Collection entries
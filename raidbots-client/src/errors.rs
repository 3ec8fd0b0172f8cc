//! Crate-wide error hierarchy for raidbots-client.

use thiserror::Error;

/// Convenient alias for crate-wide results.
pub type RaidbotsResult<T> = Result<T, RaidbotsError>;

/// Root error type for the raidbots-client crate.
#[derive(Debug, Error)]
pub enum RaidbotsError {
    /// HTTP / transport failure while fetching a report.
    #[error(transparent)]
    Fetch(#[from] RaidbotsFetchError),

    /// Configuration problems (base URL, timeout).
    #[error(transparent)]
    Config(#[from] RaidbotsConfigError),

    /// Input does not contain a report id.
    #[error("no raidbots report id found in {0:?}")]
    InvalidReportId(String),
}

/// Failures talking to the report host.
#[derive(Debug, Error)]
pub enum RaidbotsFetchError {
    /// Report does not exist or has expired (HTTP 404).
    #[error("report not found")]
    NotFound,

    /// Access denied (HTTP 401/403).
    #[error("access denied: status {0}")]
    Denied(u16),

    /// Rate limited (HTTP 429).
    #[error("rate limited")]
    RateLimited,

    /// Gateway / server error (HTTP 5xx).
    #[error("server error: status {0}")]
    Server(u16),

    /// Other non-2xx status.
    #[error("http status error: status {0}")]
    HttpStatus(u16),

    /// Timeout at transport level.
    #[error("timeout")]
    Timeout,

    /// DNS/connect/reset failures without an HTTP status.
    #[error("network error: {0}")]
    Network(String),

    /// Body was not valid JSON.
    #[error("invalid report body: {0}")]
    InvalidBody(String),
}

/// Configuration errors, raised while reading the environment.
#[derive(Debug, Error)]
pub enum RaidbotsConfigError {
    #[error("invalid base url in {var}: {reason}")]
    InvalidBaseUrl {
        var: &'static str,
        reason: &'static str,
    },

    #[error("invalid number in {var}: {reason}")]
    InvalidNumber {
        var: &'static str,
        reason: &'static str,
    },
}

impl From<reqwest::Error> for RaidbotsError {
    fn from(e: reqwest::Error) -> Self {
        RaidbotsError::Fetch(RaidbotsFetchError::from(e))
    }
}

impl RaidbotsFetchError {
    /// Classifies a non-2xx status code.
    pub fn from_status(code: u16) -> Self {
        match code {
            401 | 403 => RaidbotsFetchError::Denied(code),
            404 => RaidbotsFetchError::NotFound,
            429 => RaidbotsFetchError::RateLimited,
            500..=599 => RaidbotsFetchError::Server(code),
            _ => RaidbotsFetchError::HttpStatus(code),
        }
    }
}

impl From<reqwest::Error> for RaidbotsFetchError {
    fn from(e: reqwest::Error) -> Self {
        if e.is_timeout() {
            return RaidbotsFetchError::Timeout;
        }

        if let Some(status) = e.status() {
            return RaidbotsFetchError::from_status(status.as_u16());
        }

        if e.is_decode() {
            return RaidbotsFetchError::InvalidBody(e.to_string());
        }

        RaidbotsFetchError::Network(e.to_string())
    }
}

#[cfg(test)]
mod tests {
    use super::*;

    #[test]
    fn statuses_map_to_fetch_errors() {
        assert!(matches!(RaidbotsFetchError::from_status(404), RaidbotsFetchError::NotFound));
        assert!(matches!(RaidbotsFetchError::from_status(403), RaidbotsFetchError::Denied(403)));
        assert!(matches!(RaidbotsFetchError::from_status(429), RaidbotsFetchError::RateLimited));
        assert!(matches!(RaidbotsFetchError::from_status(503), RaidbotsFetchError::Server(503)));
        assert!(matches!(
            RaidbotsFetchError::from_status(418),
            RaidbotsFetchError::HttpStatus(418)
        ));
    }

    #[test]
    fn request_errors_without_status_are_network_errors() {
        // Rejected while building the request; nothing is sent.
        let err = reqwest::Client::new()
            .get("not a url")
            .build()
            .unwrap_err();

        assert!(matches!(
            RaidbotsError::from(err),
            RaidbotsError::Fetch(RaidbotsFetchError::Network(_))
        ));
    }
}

● **TASK TO COMPLETE**: The answer is the records above restated word for word from their opening line through the line that holds "pub enum RaidbotsFetchError", both included, and nothing else.

● **EXPECTED ANSWER**:
filename raidbots-client/src/errors.rs
repository 3ec8fd0b0172f8cc
//! Crate-wide error hierarchy for raidbots-client.

use thiserror::Error;

/// Convenient alias for crate-wide results.
pub type RaidbotsResult<T> = Result<T, RaidbotsError>;

/// Root error type for the raidbots-client crate.
#[derive(Debug, Error)]
pub enum RaidbotsError {
    /// HTTP / transport failure while fetching a report.
    #[error(transparent)]
    Fetch(#[from] RaidbotsFetchError),

    /// Configuration problems (base URL, timeout).
    #[error(transparent)]
    Config(#[from] RaidbotsConfigError),

    /// Input does not contain a report id.
    #[error("no raidbots report id found in {0:?}")]
    InvalidReportId(String),
}

/// Failures talking to the report host.
#[derive(Debug, Error)]
pub enum RaidbotsFetchError {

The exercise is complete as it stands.